The Israel-Hezbollah war is not the same as the Iran war. One is about a country, a governing power that needs to be tamed or toppled. The other is about an invading terror group that implanted itself in a sovereign country; maintains its loyalty to a second country; and pursues open, terrorist warfare against a third.
The United States was right to insist that the pursuit of a ceasefire in Iran was separate. France is (not surprisingly) wrong to insist that it be involved in the affairs of its former colony.
The Israel-Lebanon negotiations are, apparently, about to start. The good news is that the two governments share goals. The bad news is that they have just about always shared the goals but never managed to implement the required strategy. A series of government-to-government ceasefires were simply space for Hezbollah to regroup and rearm.
In this situation and understanding that Lebanese civilians are very definitely at risk of death or injury and/or the destruction of their belongings, it is instructive to consider what Lebanese people are saying.
A journalist with 49,000 followers on X (we’ll protect his name) wrote:
Lebanon will announce its agreement to a just peace deal. Israel will withdraw from #theSouth, hand over the prisoners, and Washington will give Lebanon guarantees for preserving Lebanon’s security and safety. In return, #theLebaneseArmy will withdraw the weapons of #Hezbollah and the Palestinians following a decision by the Lebanese government that sets the timeframe for withdrawing weapons across all Lebanese territories. After that, discussions will begin about reconstruction and the manner of the peaceful return of civilian displaced persons to their villages.
He can write whatever he chooses, of course, but the responses are interesting. There were some nasty ones and some snide ones. There were even some funny ones.
Most of the many, many responses reflected the understanding of Lebanese people that a) Hezbollah will not agree to any deal the Israelis and Lebanese government come to; b) the Lebanese government will prove unable to disarm Hezbollah, as they have been unable to do from the time it invaded the south Lebanon in 1982; and c) Israel is not the enemy of the Lebanese people.

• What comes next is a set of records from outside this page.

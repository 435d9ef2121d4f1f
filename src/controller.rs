//! Grandmaster controller - binds every subsystem into the worker loop.
//!
//! The edge thread hands over raw `PpsEdge`s; everything else happens here:
//! label derivation, calibration, drift observation, servo corrections,
//! holdover transitions, BMCA, and Announce/Sync emission. The controller is
//! generic over the HAL traits so the whole pipeline runs against simulated
//! hardware in tests.

use anyhow::Result;
use log::{debug, info, warn};
use std::collections::HashMap;
use std::sync::{Arc, RwLock};
use std::time::SystemTime;

use crate::binder::ReferenceBinder;
use crate::bmca::{run_bmca, BmcaDecision, ForeignMasterTable, LocalDataset, PortState, PtpPort};
use crate::calibrator::{CalibrationOutcome, PhcCalibrator};
use crate::config::SystemConfig;
use crate::emitter::{AnnounceSyncEmitter, QualitySnapshot};
use crate::holdover::{ControllerState, HoldoverController, Transition};
use crate::observer::{DriftObserver, ObserverEvent};
use crate::ptp::{
    self, AnnounceBody, ClockIdentity, Header, MessageType, PortIdentity, SyncBody, Timestamp,
    FLAG_TWO_STEP, HEADER_SIZE,
};
use crate::quality::{map_clock_quality, ReferenceInfo};
use crate::servo::{make_servo, Correction, Servo};
use crate::status::GrandmasterStatus;
use crate::traits::{Phc, PpsEdge, PtpNet, Rtc, TodReading, TodSource};

const NS_PER_SEC: i64 = 1_000_000_000;

// The PPS source is persistently gone after this much edge silence.
const PPS_TIMEOUT_NS: i64 = 3 * NS_PER_SEC;
// BMCA re-evaluation cadence.
const BMCA_TICK_NS: i64 = 2 * NS_PER_SEC;
// A servo slew larger than this counts as an external frequency step and
// opens an observer holdoff.
const FREQ_STEP_PPB: i32 = 50_000;
// Pending two-step Syncs are garbage collected past this count.
const MAX_PENDING_SYNCS: usize = 64;

struct PendingSync {
    rx_ts_ns: i64,
    correction_ns: i64,
    source: PortIdentity,
}

pub struct Grandmaster<P, T, N, R>
where
    P: Phc,
    T: TodSource,
    N: PtpNet,
    R: Rtc,
{
    phc: P,
    tod: T,
    net: N,
    rtc: Option<R>,
    config: SystemConfig,

    binder: ReferenceBinder,
    observer: DriftObserver,
    calibrator: PhcCalibrator,
    servo: Box<dyn Servo>,
    holdover: HoldoverController,
    port: PtpPort,
    emitter: AnnounceSyncEmitter,
    foreign: ForeignMasterTable,

    identity: ClockIdentity,
    status_shared: Arc<RwLock<GrandmasterStatus>>,

    calibrated: bool,
    applied_ppb: i32,
    last_tod: Option<TodReading>,
    last_edge_mono_ns: Option<i64>,
    last_bmca_ns: i64,
    last_rtc_ns: i64,
    last_offset_ns: i64,
    now_ns: i64,
    pps_timed_out: bool,

    pending_syncs: HashMap<u16, PendingSync>,
    packets_dropped: u64,
    late_edges: u64,
}
// Enforce at crate level
#![deny(clippy::all)]
#![warn(clippy::pedantic)]
#![warn(clippy::nursery)]
#![allow(clippy::missing_errors_doc, clippy::missing_panics_doc)]

//! Contact Extractor
//!
//! Pulls candidate email addresses and phone numbers out of free-form text,
//! and serves the extraction over a small HTTP API.
//!
//! # Features
//!
//! - Case-insensitive email matching, source casing preserved
//! - Phone numbers with optional country and area codes, reduced to digits
//! - Matches kept in order of appearance, duplicates included
//! - `POST /extract` endpoint with configurable CORS origins
//!
//! # Example
//!
//! ```rust
//! use contact_extract::extract;
//!
//! let result = extract("Mail jane.doe@example.com or call (212) 555-7890");
//!
//! assert_eq!(result.emails, vec!["jane.doe@example.com"]);
//! assert_eq!(result.phones, vec!["2125557890"]);
//! ```

pub mod config;
mod error;
mod extracted;
pub mod server;
mod types;

pub use error::{Result, ServiceError};
pub use extracted::*;
pub use types::*;
//! Email and phone extraction from free-form text

use regex::{Captures, Regex};
use serde::{Deserialize, Serialize};
use tracing::debug;

/// Contacts found in a block of text
#[derive(Debug, Clone, Default, PartialEq, Eq, Serialize, Deserialize)]
pub struct ExtractionResult {
    /// Email addresses, as written in the source
    pub emails: Vec<String>,

    /// Phone numbers, reduced to their digit groups
    pub phones: Vec<String>,
}

// Regex patterns
static EMAIL_REGEX: std::sync::LazyLock<Regex> = std::sync::LazyLock::new(|| {
    Regex::new(r"(?i)\b[A-Za-z0-9._%+-]+@[A-Za-z0-9.-]+\.[A-Za-z]{2,}\b").unwrap()
});

// Groups: country, area, exchange, subscriber
static PHONE_REGEX: std::sync::LazyLock<Regex> = std::sync::LazyLock::new(|| {
    Regex::new(r"\b(?:\+?(\d{1,3}))?[-.\s]?\(?(?:(\d{3})\)?[-.\s]?)?(\d{3})[-.\s]?(\d{4})\b")
        .unwrap()
});

/// Compile the extraction patterns now rather than on first use.
pub fn warm_up() {
    std::sync::LazyLock::force(&EMAIL_REGEX);
    std::sync::LazyLock::force(&PHONE_REGEX);
}

/// Extract all emails and phone numbers from `text`.
///
/// Shorthand for [`ExtractionResult::extract`].
#[must_use]
pub fn extract(text: &str) -> ExtractionResult {
    ExtractionResult::extract(text)
}

impl ExtractionResult {
    /// Extract all emails and phone numbers from text content
    ///
    /// Matches are returned left to right. Duplicates are kept.
    #[must_use]
    pub fn extract(text: &str) -> Self {
        let emails: Vec<String> = EMAIL_REGEX
            .find_iter(text)
            .map(|m| m.as_str().to_string())
            .collect();

        let phones: Vec<String> = PHONE_REGEX
            .captures_iter(text)
            .map(|cap| join_phone_groups(&cap))
            .collect();

        debug!(
            emails = emails.len(),
            phones = phones.len(),
            input_bytes = text.len(),
            "Extracted contacts"
        );

        Self { emails, phones }
    }

    /// Check if nothing was extracted
    #[must_use]
    pub const fn is_empty(&self) -> bool {
        self.emails.is_empty() && self.phones.is_empty()
    }

    /// Get count of all extracted entries
    #[must_use]
    pub const fn total_count(&self) -> usize {
        self.emails.len() + self.phones.len()
    }
}

/// Concatenate the groups that took part in a phone match, skipping the rest.
fn join_phone_groups(cap: &Captures<'_>) -> String {
    cap.iter()
        .skip(1)
        .flatten()
        .map(|m| m.as_str())
        .collect()
}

In all, he was not supported.
Mona asked, “Are you a journalist or a parrot?” Don said, “Hezbollah is cancer.” The Atheist noted,
The mechanism is supposed to be reversed. The Israeli withdrawal won’t happen except after the withdrawal of Hezbollah’s terrorist weapons, and after considering Iran a terrorist enemy, and pursuing the terrorists legally through the Lebanese judiciary after purging the army and security forces of Iranian remnants. And only then can Israel withdraw.”
Here is the summary response by a guy with 52 X followers (that is 52, not 52,000) with a better political sense than the guy with 49,000,
Even if Israel withdrew and the prisoners were returned, and a peace agreement was reached, these groups wouldn’t surrender their weapons or stop. All their food, drink and livelihood comes from wars. Every few years, they start a war to collect donations and smuggle out those among them who have warrants against them across the borders. Otherwise, you’re cutting off their livelihood. In their view, it’s killing two birds with one stone: They make money, and if they die, they go to paradise.
There, in a nutshell, is the Israel-Lebanon problem. No matter what Israel and Lebanon decide, Hezbollah demands a voice. And its voice is unremittingly terrorist and absolutist.
It has threatened the regime more than once. Mahmoud Qamati, deputy Head of Hezbollah’s Political Council, threatened this week to instigate a civil war. Claiming that Hezbollah is victorious, he demands that the Lebanese government “apologizes ... to the resistance and voids all the negative decisions against it regarding its weapons and anything else and reaches an understanding regarding the ‘defense strategy.’”
“Defense strategy” is a euphemism for war against Israel from Lebanese soil.
As an aside, he also threatened to execute the ministers of the Lebanese government “once the war is over, like de Gaulle did to the ministers of Vichy’s government.”
There is no reason for Lebanon and Israel to be at war. There is a defined border between them and a history that suggests good things can happen: Remember the Good Fence (1975 to 2000)? Israeli farmers actually farmed over the border, and Lebanese people came into Israel to work in Metula, for surgery in Israeli hospitals, and even on honeymoons (I met one such couple in 1982 in a hotel).
In the end, go with Elie:
A peace deal with Israel is not submission. Submission implies we don’t want it and are forced into it. The truth is we want it even more than they do. Therefore, this is an act of courage of finally standing up to do what’s right.